:: Supplied records

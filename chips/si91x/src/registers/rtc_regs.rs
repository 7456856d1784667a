// Licensed under the Apache License, Version 2.0 or the MIT License.
// SPDX-License-Identifier: Apache-2.0 OR MIT
// Copyright Tock Contributors 2022.

//! Calendar (RTC) and the low power clock calibration block (TIME_PERIOD).
//!
//! Both live in the always-on domain. TIME_PERIOD measures the RC and RO
//! oscillators against the reference clock; the resulting period feeds the
//! calendar tick.

use core::mem::offset_of;

use tock_registers::registers::{ReadOnly, ReadWrite, WriteOnly};
use tock_registers::{register_bitfields, register_structs};

use crate::memory_map::Layout;

register_structs! {
    pub RtcRegisters {
        (0x000 => pub mcu_cal_alarm_prog_1: ReadWrite<u32, MCU_CAL_ALARM_PROG_1::Register>),
        (0x004 => pub mcu_cal_alarm_prog_2: ReadWrite<u32, MCU_CAL_ALARM_PROG_2::Register>),
        (0x008 => pub mcu_cal_powergate_reg: ReadWrite<u32, MCU_CAL_POWERGATE_REG::Register>),
        (0x00c => pub mcu_cal_prog_time_1: ReadWrite<u32, MCU_CAL_PROG_TIME_1::Register>),
        (0x010 => pub mcu_cal_prog_time_2: ReadWrite<u32, MCU_CAL_PROG_TIME_2::Register>),
        (0x014 => pub mcu_cal_read_time_msb: ReadOnly<u32, MCU_CAL_READ_TIME_MSB::Register>),
        (0x018 => pub mcu_cal_read_time_lsb: ReadOnly<u32, MCU_CAL_READ_TIME_LSB::Register>),
        (0x01c => pub mcu_cal_read_count_timer: ReadOnly<u32>),
        (0x020 => pub mcu_cal_sleep_clk_counters: ReadOnly<u32, MCU_CAL_SLEEP_CLK_COUNTERS::Register>),
        (0x024 => pub mcu_cal_key_reg: WriteOnly<u32>),
        (0x028 => @END),
    },

    pub TimePeriodRegisters {
        (0x000 => pub mcu_cal_ro_timeperiod_read: ReadOnly<u32, MCU_CAL_RO_TIMEPERIOD_READ::Register>),
        (0x004 => pub mcu_cal_timer_clock_period: ReadWrite<u32, MCU_CAL_TIMER_CLOCK_PERIOD::Register>),
        (0x008 => pub mcu_cal_temp_prog_reg: ReadWrite<u32, MCU_CAL_TEMP_PROG_REG::Register>),
        (0x00c => pub mcu_cal_start_reg: ReadWrite<u32, MCU_CAL_START_REG::Register>),
        (0x010 => pub mcu_cal_ref_clk_settle_reg: ReadWrite<u32, MCU_CAL_REF_CLK_SETTLE_REG::Register>),
        /// Calibrated period of the 32 kHz RC clock
        (0x014 => pub mcu_cal_rc_timeperiod_read: ReadOnly<u32, MCU_CAL_RC_TIMEPERIOD_READ::Register>),
        (0x018 => pub mcu_cal_ref_clk_tiemperiod_reg: ReadWrite<u32, MCU_CAL_REF_CLK_TIEMPERIOD_REG::Register>),
        (0x01c => @END),
    }
}

register_bitfields![u32,
    pub MCU_CAL_ALARM_PROG_1 [
        PROG_ALARM_MSEC OFFSET(0) NUMBITS(10) [],
        PROG_ALARM_SEC OFFSET(10) NUMBITS(6) [],
        PROG_ALARM_MIN OFFSET(16) NUMBITS(6) [],
        PROG_ALARM_HOUR OFFSET(22) NUMBITS(5) []
    ],
    pub MCU_CAL_ALARM_PROG_2 [
        PROG_ALARM_DAY OFFSET(0) NUMBITS(5) [],
        PROG_ALARM_MONTH OFFSET(8) NUMBITS(4) [],
        PROG_ALARM_YEAR OFFSET(16) NUMBITS(7) [],
        PROG_ALARM_CENTURY OFFSET(23) NUMBITS(2) [],
        ALARM_EN OFFSET(31) NUMBITS(1) []
    ],
    pub MCU_CAL_POWERGATE_REG [
        PG_EN_CALENDER OFFSET(0) NUMBITS(1) [],
        ENABLE_CALENDER_COMBI OFFSET(1) NUMBITS(1) [],
        DISABLE_COMBI_DYN_PWRGATE_EN OFFSET(2) NUMBITS(1) [],
        STATIC_COMBI_RTC_PG_EN OFFSET(3) NUMBITS(1) []
    ],
    /// Time of day loaded on `PROG_TIME_TRIG`
    pub MCU_CAL_PROG_TIME_1 [
        PROG_MSEC OFFSET(0) NUMBITS(10) [],
        PROG_SEC OFFSET(10) NUMBITS(6) [],
        PROG_MIN OFFSET(16) NUMBITS(6) [],
        PROG_HOUR OFFSET(22) NUMBITS(5) []
    ],
    pub MCU_CAL_PROG_TIME_2 [
        PROG_DAY OFFSET(0) NUMBITS(5) [],
        PROG_WEEK_DAY OFFSET(5) NUMBITS(3) [],
        PROG_MONTH OFFSET(8) NUMBITS(4) [],
        PROG_YEAR OFFSET(16) NUMBITS(7) [],
        PROG_CENTURY OFFSET(23) NUMBITS(2) [],
        /// Load the programmed time into the calendar
        PROG_TIME_TRIG OFFSET(31) NUMBITS(1) []
    ],
    pub MCU_CAL_READ_TIME_MSB [
        MONTHS_COUNT OFFSET(0) NUMBITS(4) [],
        YEAR_COUNT OFFSET(4) NUMBITS(7) [],
        CENTURY_COUNT OFFSET(11) NUMBITS(2) [],
        WEEK_DAY OFFSET(13) NUMBITS(3) []
    ],
    /// Running calendar. Day of month only appears on the read side.
    pub MCU_CAL_READ_TIME_LSB [
        MILLISECONDS_COUNT OFFSET(0) NUMBITS(10) [],
        SECONDS_COUNT OFFSET(10) NUMBITS(6) [],
        MINS_COUNT OFFSET(16) NUMBITS(6) [],
        HOURS_COUNT OFFSET(22) NUMBITS(5) [],
        DAYS_COUNT OFFSET(27) NUMBITS(5) []
    ],
    pub MCU_CAL_SLEEP_CLK_COUNTERS [
        SLEEP_CLK_DURATION OFFSET(0) NUMBITS(12) [],
        PCLK_COUNT_WRT_SLEEP_CLK OFFSET(16) NUMBITS(12) []
    ],
    pub MCU_CAL_RO_TIMEPERIOD_READ [
        TIMEPERIOD_RO OFFSET(0) NUMBITS(25) []
    ],
    pub MCU_CAL_TIMER_CLOCK_PERIOD [
        RTC_TIMER_CLK_PERIOD OFFSET(0) NUMBITS(25) [],
        SPI_RTC_TIMER_CLK_PERIOD_APPLIED_b OFFSET(31) NUMBITS(1) []
    ],
    pub MCU_CAL_TEMP_PROG_REG [
        BYPASS_CALIB_PG OFFSET(0) NUMBITS(1) [],
        MAX_TEMP_CHANGE OFFSET(16) NUMBITS(5) [],
        TEMP_TRIGGER_TIME_SEL OFFSET(21) NUMBITS(2) [],
        PERIODIC_TEMP_CALIB_EN OFFSET(23) NUMBITS(1) [],
        /// Feed the calendar from the calibrated period instead of the
        /// programmed one
        RTC_TIMER_PERIOD_MUX_SEL OFFSET(24) NUMBITS(1) []
    ],
    pub MCU_CAL_START_REG [
        ALPHA_RO OFFSET(0) NUMBITS(3) [],
        ALPHA_RC OFFSET(3) NUMBITS(3) [],
        NO_OF_RO_CLKS OFFSET(6) NUMBITS(4) [],
        NO_OF_RC_CLKS OFFSET(10) NUMBITS(3) [],
        RC_SETTLE_TIME OFFSET(13) NUMBITS(3) [],
        RC_XTAL_MUX_SEL OFFSET(16) NUMBITS(1) [],
        LOW_POWER_TRIGGER_SEL OFFSET(17) NUMBITS(1) [],
        PERIODIC_RO_CALIB_EN OFFSET(18) NUMBITS(1) [],
        RO_TRIGGER_TIME_SEL OFFSET(19) NUMBITS(2) [],
        PERIODIC_RC_CALIB_EN OFFSET(21) NUMBITS(1) [],
        RC_TRIGGER_TIME_SEL OFFSET(22) NUMBITS(3) [],
        START_CALIB_RO OFFSET(25) NUMBITS(1) [],
        START_CALIB_RC OFFSET(26) NUMBITS(1) [],
        VBATT_TRIGGER_TIME_SEL OFFSET(27) NUMBITS(3) []
    ],
    pub MCU_CAL_REF_CLK_SETTLE_REG [
        XTAL_SETTLE OFFSET(0) NUMBITS(7) [],
        VALID_RC_TIMEPERIOD OFFSET(16) NUMBITS(1) [],
        VALID_RO_TIMEPERIOD OFFSET(17) NUMBITS(1) []
    ],
    pub MCU_CAL_RC_TIMEPERIOD_READ [
        TIMEPERIOD_RC OFFSET(0) NUMBITS(25) []
    ],
    /// Reference clock period used when calibrating against an external clock
    pub MCU_CAL_REF_CLK_TIEMPERIOD_REG [
        TIMEPERIOD_REF_CLK OFFSET(0) NUMBITS(24) []
    ]
];

const _: () = assert!(offset_of!(RtcRegisters, mcu_cal_key_reg) == 0x24);
const _: () = assert!(offset_of!(TimePeriodRegisters, mcu_cal_rc_timeperiod_read) == 0x14);
const _: () = assert!(offset_of!(TimePeriodRegisters, mcu_cal_ref_clk_tiemperiod_reg) == 0x18);

pub static LAYOUT: Layout = layout!(RtcRegisters {
    mcu_cal_alarm_prog_1 => "MCU_CAL_ALARM_PROG_1": u32, RW, MCU_CAL_ALARM_PROG_1 {
        PROG_ALARM_MSEC: RW, PROG_ALARM_SEC: RW, PROG_ALARM_MIN: RW, PROG_ALARM_HOUR: RW
    };
    mcu_cal_alarm_prog_2 => "MCU_CAL_ALARM_PROG_2": u32, RW, MCU_CAL_ALARM_PROG_2 {
        PROG_ALARM_DAY: RW, PROG_ALARM_MONTH: RW, PROG_ALARM_YEAR: RW,
        PROG_ALARM_CENTURY: RW, ALARM_EN: RW
    };
    mcu_cal_powergate_reg => "MCU_CAL_POWERGATE_REG": u32, RW, MCU_CAL_POWERGATE_REG {
        PG_EN_CALENDER: RW, ENABLE_CALENDER_COMBI: RW, DISABLE_COMBI_DYN_PWRGATE_EN: RW,
        STATIC_COMBI_RTC_PG_EN: RW
    };
    mcu_cal_prog_time_1 => "MCU_CAL_PROG_TIME_1": u32, RW, MCU_CAL_PROG_TIME_1 {
        PROG_MSEC: RW, PROG_SEC: RW, PROG_MIN: RW, PROG_HOUR: RW
    };
    mcu_cal_prog_time_2 => "MCU_CAL_PROG_TIME_2": u32, RW, MCU_CAL_PROG_TIME_2 {
        PROG_DAY: RW, PROG_WEEK_DAY: RW, PROG_MONTH: RW, PROG_YEAR: RW, PROG_CENTURY: RW,
        PROG_TIME_TRIG: WO
    };
    mcu_cal_read_time_msb => "MCU_CAL_READ_TIME_MSB": u32, RO, MCU_CAL_READ_TIME_MSB {
        MONTHS_COUNT: RO, YEAR_COUNT: RO, CENTURY_COUNT: RO, WEEK_DAY: RO
    };
    mcu_cal_read_time_lsb => "MCU_CAL_READ_TIME_LSB": u32, RO, MCU_CAL_READ_TIME_LSB {
        MILLISECONDS_COUNT: RO, SECONDS_COUNT: RO, MINS_COUNT: RO, HOURS_COUNT: RO,
        DAYS_COUNT: RO
    };
    mcu_cal_read_count_timer => "MCU_CAL_READ_COUNT_TIMER": u32, RO;
    mcu_cal_sleep_clk_counters => "MCU_CAL_SLEEP_CLK_COUNTERS": u32, RO, MCU_CAL_SLEEP_CLK_COUNTERS {
        SLEEP_CLK_DURATION: RO, PCLK_COUNT_WRT_SLEEP_CLK: RO
    };
    mcu_cal_key_reg => "MCU_CAL_KEY_REG": u32, WO;
});

pub static TIME_PERIOD_LAYOUT: Layout = layout!(TimePeriodRegisters {
    mcu_cal_ro_timeperiod_read => "MCU_CAL_RO_TIMEPERIOD_READ": u32, RO, MCU_CAL_RO_TIMEPERIOD_READ {
        TIMEPERIOD_RO: RO
    };
    mcu_cal_timer_clock_period => "MCU_CAL_TIMER_CLOCK_PERIOD": u32, RW, MCU_CAL_TIMER_CLOCK_PERIOD {
        RTC_TIMER_CLK_PERIOD: RW, SPI_RTC_TIMER_CLK_PERIOD_APPLIED_b: RO
    };
    mcu_cal_temp_prog_reg => "MCU_CAL_TEMP_PROG_REG": u32, RW, MCU_CAL_TEMP_PROG_REG {
        BYPASS_CALIB_PG: RW, MAX_TEMP_CHANGE: RW, TEMP_TRIGGER_TIME_SEL: RW,
        PERIODIC_TEMP_CALIB_EN: RW, RTC_TIMER_PERIOD_MUX_SEL: RW
    };
    mcu_cal_start_reg => "MCU_CAL_START_REG": u32, RW, MCU_CAL_START_REG {
        ALPHA_RO: RW, ALPHA_RC: RW, NO_OF_RO_CLKS: RW, NO_OF_RC_CLKS: RW, RC_SETTLE_TIME: RW,
        RC_XTAL_MUX_SEL: RW, LOW_POWER_TRIGGER_SEL: RW, PERIODIC_RO_CALIB_EN: RW,
        RO_TRIGGER_TIME_SEL: RW, PERIODIC_RC_CALIB_EN: RW, RC_TRIGGER_TIME_SEL: RW,
        START_CALIB_RO: RW, START_CALIB_RC: RW, VBATT_TRIGGER_TIME_SEL: RW
    };
    mcu_cal_ref_clk_settle_reg => "MCU_CAL_REF_CLK_SETTLE_REG": u32, RW, MCU_CAL_REF_CLK_SETTLE_REG {
        XTAL_SETTLE: RW, VALID_RC_TIMEPERIOD: RO, VALID_RO_TIMEPERIOD: RO
    };
    mcu_cal_rc_timeperiod_read => "MCU_CAL_RC_TIMEPERIOD_READ": u32, RO, MCU_CAL_RC_TIMEPERIOD_READ {
        TIMEPERIOD_RC: RO
    };
    mcu_cal_ref_clk_tiemperiod_reg => "MCU_CAL_REF_CLK_TIEMPERIOD_REG": u32, RW,
        MCU_CAL_REF_CLK_TIEMPERIOD_REG { TIMEPERIOD_REF_CLK: RW };
});

#[cfg(test)]
mod tests {
    use super::*;
    use tock_registers::LocalRegisterCopy;

    #[test]
    fn read_back_time_carries_the_day() {
        // day 9, 12:34:56.789
        let raw = (9 << 27) | (12 << 22) | (34 << 16) | (56 << 10) | 789;
        let now: LocalRegisterCopy<u32, MCU_CAL_READ_TIME_LSB::Register> =
            LocalRegisterCopy::new(raw);
        assert_eq!(now.read(MCU_CAL_READ_TIME_LSB::DAYS_COUNT), 9);
        assert_eq!(now.read(MCU_CAL_READ_TIME_LSB::HOURS_COUNT), 12);
        assert_eq!(now.read(MCU_CAL_READ_TIME_LSB::MINS_COUNT), 34);
        assert_eq!(now.read(MCU_CAL_READ_TIME_LSB::SECONDS_COUNT), 56);
        assert_eq!(now.read(MCU_CAL_READ_TIME_LSB::MILLISECONDS_COUNT), 789);
    }

    #[test]
    fn programmed_time_has_no_day_field() {
        let mut time: LocalRegisterCopy<u32, MCU_CAL_PROG_TIME_1::Register> =
            LocalRegisterCopy::new(0);
        time.modify(
            MCU_CAL_PROG_TIME_1::PROG_HOUR.val(12)
                + MCU_CAL_PROG_TIME_1::PROG_MIN.val(34)
                + MCU_CAL_PROG_TIME_1::PROG_SEC.val(56)
                + MCU_CAL_PROG_TIME_1::PROG_MSEC.val(789),
        );
        assert_eq!(time.get(), (12 << 22) | (34 << 16) | (56 << 10) | 789);

        for name in ["MCU_CAL_PROG_TIME_1", "MCU_CAL_ALARM_PROG_1"] {
            let reg = LAYOUT.register(name).unwrap();
            assert_eq!(reg.fields.len(), 4);
            assert_eq!(reg.reserved_mask(), 0xf800_0000);
        }
        let read = LAYOUT.register("MCU_CAL_READ_TIME_LSB").unwrap();
        assert_eq!(read.field("DAYS_COUNT").unwrap().mask(), 0xf800_0000);
    }

    #[test]
    fn alarm_enable_is_the_top_bit() {
        let alarm = LAYOUT
            .register("MCU_CAL_ALARM_PROG_2")
            .and_then(|reg| reg.field("ALARM_EN"))
            .unwrap();
        assert_eq!(alarm.mask(), 0x8000_0000);
    }

    #[test]
    fn calibration_block_fields() {
        let start = TIME_PERIOD_LAYOUT.register("MCU_CAL_START_REG").unwrap();
        assert_eq!(start.field("VBATT_TRIGGER_TIME_SEL").unwrap().mask(), 0x3800_0000);

        let settle = TIME_PERIOD_LAYOUT.register("MCU_CAL_REF_CLK_SETTLE_REG").unwrap();
        assert_eq!(settle.field("VALID_RC_TIMEPERIOD").unwrap().mask(), 1 << 16);
        assert_eq!(settle.field("VALID_RO_TIMEPERIOD").unwrap().mask(), 1 << 17);

        let ref_clk = TIME_PERIOD_LAYOUT
            .register("MCU_CAL_REF_CLK_TIEMPERIOD_REG")
            .unwrap();
        assert_eq!(ref_clk.offset, 0x18);
        assert_eq!(ref_clk.field("TIMEPERIOD_REF_CLK").unwrap().mask(), 0x00ff_ffff);
        assert_eq!(TIME_PERIOD_LAYOUT.size, 0x1c);

        let rc = TIME_PERIOD_LAYOUT.register("MCU_CAL_RC_TIMEPERIOD_READ").unwrap();
        assert!(rc.field("TIMEPERIOD_RC").is_ok());
        assert!(rc.field("TIMEPERIOD").is_err());
    }
}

::::

§ Exercise brief:
Reproduce verbatim only this range: the first line of the material through the line that contains "use crate::memory_map::Layout;", inclusive.

§ Exercise answer:
filename chips/si91x/src/registers/rtc_regs.rs
repository 7456856d1784667a
// Licensed under the Apache License, Version 2.0 or the MIT License.
// SPDX-License-Identifier: Apache-2.0 OR MIT
// Copyright Tock Contributors 2022.

//! Calendar (RTC) and the low power clock calibration block (TIME_PERIOD).
//!
//! Both live in the always-on domain. TIME_PERIOD measures the RC and RO
//! oscillators against the reference clock; the resulting period feeds the
//! calendar tick.

use core::mem::offset_of;

use tock_registers::registers::{ReadOnly, ReadWrite, WriteOnly};
use tock_registers::{register_bitfields, register_structs};

use crate::memory_map::Layout;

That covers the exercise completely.